### WHAT IS REQUIRED
Would you retype, word for word, the line with "pub fn from_json_str(json: &str)" and every line after it through the end of the records below?

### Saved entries
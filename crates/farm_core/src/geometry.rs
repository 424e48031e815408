//! Obstacle polygons and the point-in-polygon test.
//!
//! Obstacle regions are authored as named, closed polygons in world pixel
//! coordinates. A region with fewer than three points is treated as "not yet
//! defined" and takes no part in collision tests.

use serde::{Deserialize, Serialize};

use crate::error::{FarmError, Result};
use crate::math::Vec2Fixed;

/// Minimum number of points for a region to block movement.
pub const MIN_ACTIVE_POINTS: usize = 3;

/// Even-odd crossing-number test.
///
/// Casts a horizontal ray from `point` toward +x and counts edge crossings.
/// Edges use the half-open rule `(yi > p.y) != (yj > p.y)`, so a vertex lying
/// exactly on the ray is counted once. A consequence worth knowing: for an
/// axis-aligned square, points on the left and top edges report inside and
/// points on the right and bottom edges report outside.
///
/// The caller must pass at least three points.
#[must_use]
pub fn point_in_polygon(point: Vec2Fixed, polygon: &[Vec2Fixed]) -> bool {
    debug_assert!(polygon.len() >= MIN_ACTIVE_POINTS);

    let mut inside = false;
    let mut j = polygon.len() - 1;
    for i in 0..polygon.len() {
        let pi = polygon[i];
        let pj = polygon[j];

        if (pi.y > point.y) != (pj.y > point.y) {
            let crossing_x = (pj.x - pi.x) * (point.y - pi.y) / (pj.y - pi.y) + pi.x;
            if point.x < crossing_x {
                inside = !inside;
            }
        }

        j = i;
    }

    inside
}

/// A named closed polygon that blocks movable entities.
#[derive(Debug, Clone, PartialEq, Eq, Serialize, Deserialize)]
pub struct ObstacleRegion {
    /// Author-facing name ("farmhouse", "pond", ...).
    pub name: String,
    /// Ordered outline; the closing edge back to the first point is implicit.
    #[serde(default)]
    pub points: Vec<Vec2Fixed>,
}

impl ObstacleRegion {
    /// Create a region from its outline.
    #[must_use]
    pub fn new(name: impl Into<String>, points: Vec<Vec2Fixed>) -> Self {
        Self {
            name: name.into(),
            points,
        }
    }

    /// Whether the region has enough points to take part in collision tests.
    #[must_use]
    pub fn is_active(&self) -> bool {
        self.points.len() >= MIN_ACTIVE_POINTS
    }

    /// Containment test; inactive regions contain nothing.
    #[must_use]
    pub fn contains(&self, point: Vec2Fixed) -> bool {
        self.is_active() && point_in_polygon(point, &self.points)
    }
}

/// The full set of obstacle regions, in the authored file format
/// `{ "areas": [{ "name": ..., "points": [{ "x": .., "y": .. }] }] }`.
#[derive(Debug, Clone, Default, PartialEq, Eq, Serialize, Deserialize)]
pub struct ObstacleSet {
    /// All regions, active or not.
    #[serde(default)]
    pub areas: Vec<ObstacleRegion>,
}

impl ObstacleSet {
    /// Create a set from a list of regions.
    #[must_use]
    pub fn new(areas: Vec<ObstacleRegion>) -> Self {
        Self { areas }
    }

    /// Parse the authored JSON format.
    ///
    /// # Errors
    ///
    /// Returns [`FarmError::ObstacleParse`] if the text is not a valid area file.
    pub fn from_json_str(json: &str) -> Result<Self> {
        serde_json::from_str(json).map_err(FarmError::ObstacleParse)
    }

    /// Export in the authored JSON format.
    ///
    /// # Errors
    ///
    /// Returns [`FarmError::ObstacleParse`] if serialization fails.
    pub fn to_json_string(&self) -> Result<String> {
        serde_json::to_string_pretty(self).map_err(FarmError::ObstacleParse)
    }

    /// Iterate over the regions that take part in collision tests.
    pub fn active(&self) -> impl Iterator<Item = &ObstacleRegion> {
        self.areas.iter().filter(|area| area.is_active())
    }

    /// Number of active regions.
    #[must_use]
    pub fn active_count(&self) -> usize {
        self.active().count()
    }
}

### RESULT OF THIS TASK
    pub fn from_json_str(json: &str) -> Result<Self> {
        serde_json::from_str(json).map_err(FarmError::ObstacleParse)
    }

    /// Export in the authored JSON format.
    ///
    /// # Errors
    ///
    /// Returns [`FarmError::ObstacleParse`] if serialization fails.
    pub fn to_json_string(&self) -> Result<String> {
        serde_json::to_string_pretty(self).map_err(FarmError::ObstacleParse)
    }

    /// Iterate over the regions that take part in collision tests.
    pub fn active(&self) -> impl Iterator<Item = &ObstacleRegion> {
        self.areas.iter().filter(|area| area.is_active())
    }

    /// Number of active regions.
    #[must_use]
    pub fn active_count(&self) -> usize {
        self.active().count()
    }
}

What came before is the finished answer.